Levant son verre pour trinquer, Etsuro parvint à finir le contenu de son verre, poussant un soupir d'aise en le reposant. Finalement, cet alcool était loin d'être mauvais. Il changeait juste d'habitude, et Etsuro n'aimait pas se faire bousculer dans ses habitudes. Finalement, le sujet se reportait sur l'ancien nomade devenu soldat. La sédentarisation, un vaste sujet. Pour répondre à la question de Raizen, le Genin jugea nécessaire de répondre à une autre. Tout en fixant son verre vide, il esquissait un mince sourire, repensant à son enfance.
⚊ Chaque homme est nomade de nature. Qu'est-ce qui le pousse à se sédentariser, selon toi ? Des tas de choses. Tu pourrais poser la question à tes ancêtres. Pour ma part, c'est par curiosité. J'ai beaucoup lu, j'ai beaucoup voyagé. Néanmoins, je ne connais rien de ce monde, car il ne m'intéressait pas. Désormais, la tendance s'inverse. N'as-tu jamais éprouvé de soudaine attirance pour un sujet qui ne t'intéressait pas auparavant ?
Le désir humain, là se trouvait l'essence de toutes ses ambitions. Le cycle ne se répéterait que si l'homme éprouvait les désirs qu'il escomptait. Ainsi, la conversation se poursuivait, et Etsuro cherchait. Il cherchait en Raizen, son potentiel de chaos. Celui inhérent à tout être humain, selon sa propre théorie. Mais alors que la conversation se poursuivait, un bruit assourdissant parvint aux oreilles de nos protagonistes, alors que la porte du bar s'effondrait au sol, sous l'impact d'un violent coup. Un colosse accompagné de trois sbires pénétra alors l'enseigne, se dirigeant vers le comptoir, plaquant alors son poing sur la table.

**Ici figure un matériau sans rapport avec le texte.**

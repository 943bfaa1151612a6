//! RUFT wire format: packet and acknowledgment serialization
//!
//! A data packet is an 8-byte header (two 32-bit big-endian fields: sequence
//! number and payload length) followed by the payload bytes. An acknowledgment
//! is a fixed 16-byte message of four 32-bit big-endian fields.

use bytes::{Buf, BufMut, Bytes, BytesMut};
use thiserror::Error;

/// Size of the packet header in bytes (sequence number + payload length)
pub const HEADER_SIZE: usize = 8;

/// Size of an acknowledgment message in bytes (4 fields × 4 bytes each)
pub const ACK_SIZE: usize = 16;

/// Default payload bytes per segment
pub const DEFAULT_SEGMENT_SIZE: usize = 5120;

/// Payload marking the end of a transfer
///
/// Recognized by content, never by sequence number: a receiver must compare
/// the decoded payload against this literal before normal packet processing.
pub const END_OF_TRANSFER: &[u8] = b"###END###";

/// A sequenced segment of the transfer payload
#[derive(Debug, Clone, PartialEq, Eq)]
pub struct Packet {
    /// Sequence number, contiguous from 0 in segmentation order
    pub sequence_number: u32,
    /// Segment payload (at most the configured segment size)
    pub payload: Bytes,
}

impl Packet {
    /// Create a new packet
    pub fn new(sequence_number: u32, payload: Bytes) -> Self {
        Packet {
            sequence_number,
            payload,
        }
    }

    /// Create the end-of-transfer sentinel packet
    ///
    /// The sequence number carries no meaning for sentinel packets.
    pub fn end_of_transfer() -> Self {
        Packet {
            sequence_number: 0,
            payload: Bytes::from_static(END_OF_TRANSFER),
        }
    }

    /// Check whether this packet's payload is the end-of-transfer sentinel
    pub fn is_end_of_transfer(&self) -> bool {
        self.payload == END_OF_TRANSFER
    }

    /// Total encoded size (header + payload)
    pub fn size(&self) -> usize {
        HEADER_SIZE + self.payload.len()
    }

    /// Serialize the packet to bytes (network byte order)
    pub fn to_bytes(&self) -> BytesMut {
        let mut buf = BytesMut::with_capacity(self.size());
        buf.put_u32(self.sequence_number);
        buf.put_u32(self.payload.len() as u32);
        buf.put_slice(&self.payload);
        buf
    }

    /// Parse a packet from a received datagram
    ///
    /// Fails when fewer than [`HEADER_SIZE`] bytes are present or when the
    /// declared payload length disagrees with the bytes actually received.
    pub fn from_bytes(bytes: &[u8]) -> Result<Self, WireError> {
        if bytes.len() < HEADER_SIZE {
            return Err(WireError::TruncatedHeader { actual: bytes.len() });
        }

        let mut buf = &bytes[..HEADER_SIZE];
        let sequence_number = buf.get_u32();
        let declared = buf.get_u32() as usize;
        let actual = bytes.len() - HEADER_SIZE;

        if declared != actual {
            return Err(WireError::PayloadLengthMismatch { declared, actual });
        }

        Ok(Packet {
            sequence_number,
            payload: Bytes::copy_from_slice(&bytes[HEADER_SIZE..]),
        })
    }
}

/// Receiver-to-sender acknowledgment
///
/// Summarizes the highest contiguous run of received sequence numbers,
/// counting downward from `largest_acknowledged`.
#[derive(Debug, Clone, Copy, PartialEq, Eq)]
pub struct Ack {
    /// Sequence number of the packet that triggered this acknowledgment
    pub ack_number: u32,
    /// Highest sequence number received so far
    pub largest_acknowledged: u32,
    /// Count of contiguous sequence numbers received, downward from
    /// `largest_acknowledged` until the first missing one
    pub ack_range: u32,
    /// Whether a missing sequence number was found before reaching 0
    pub gap: bool,
}

impl Ack {
    /// Serialize the acknowledgment to its fixed 16-byte form
    pub fn to_bytes(&self) -> BytesMut {
        let mut buf = BytesMut::with_capacity(ACK_SIZE);
        buf.put_u32(self.ack_number);
        buf.put_u32(self.largest_acknowledged);
        buf.put_u32(self.ack_range);
        buf.put_u32(self.gap as u32);
        buf
    }

    /// Parse an acknowledgment from bytes
    ///
    /// Fails when fewer than [`ACK_SIZE`] bytes are supplied. Trailing bytes
    /// are ignored.
    pub fn from_bytes(bytes: &[u8]) -> Result<Self, WireError> {
        if bytes.len() < ACK_SIZE {
            return Err(WireError::TruncatedAck { actual: bytes.len() });
        }

        let mut buf = &bytes[..ACK_SIZE];
        Ok(Ack {
            ack_number: buf.get_u32(),
            largest_acknowledged: buf.get_u32(),
            ack_range: buf.get_u32(),
            gap: buf.get_u32() != 0,
        })
    }
}

/// Wire decoding errors
#[derive(Error, Debug)]
pub enum WireError {
    #[error("malformed packet: header truncated ({actual} of {HEADER_SIZE} bytes)")]
    TruncatedHeader { actual: usize },

    #[error("malformed packet: declared payload length {declared} but received {actual}")]
    PayloadLengthMismatch { declared: usize, actual: usize },

    #[error("malformed ack: {actual} of {ACK_SIZE} bytes")]
    TruncatedAck { actual: usize },
}

impl WireError {
    /// Whether this error concerns an acknowledgment rather than a packet
    pub fn is_ack(&self) -> bool {
        matches!(self, WireError::TruncatedAck { .. })
    }
}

⚊ Oji-san !!! La réserve d'alcool, immédiatement !!
Haussant les sourcils, Etsuro s'interrompit soudainement, s'intéressant subitement à la scène. Le tavernier, soupirant, ferma son livre un instant, avant de sortir des tonneaux d'une petite cave. L'assimilateur ne mit pas bien longtemps avant de comprendre ce qu'il se tramait.
⚊ Oh, alors c'est vous qui avez changé l'alcool du bar.
Esquissant un mince sourire, Etsuro leva sa main gantée, saluant amicalement le colosse. Sans réellement chercher à comprendre, ce dernier serra alors le poing, s'apprêtant à l'envoyer s'écraser contre le visage de l'enflammée, sous le regard des spectateurs... Et de Raizen.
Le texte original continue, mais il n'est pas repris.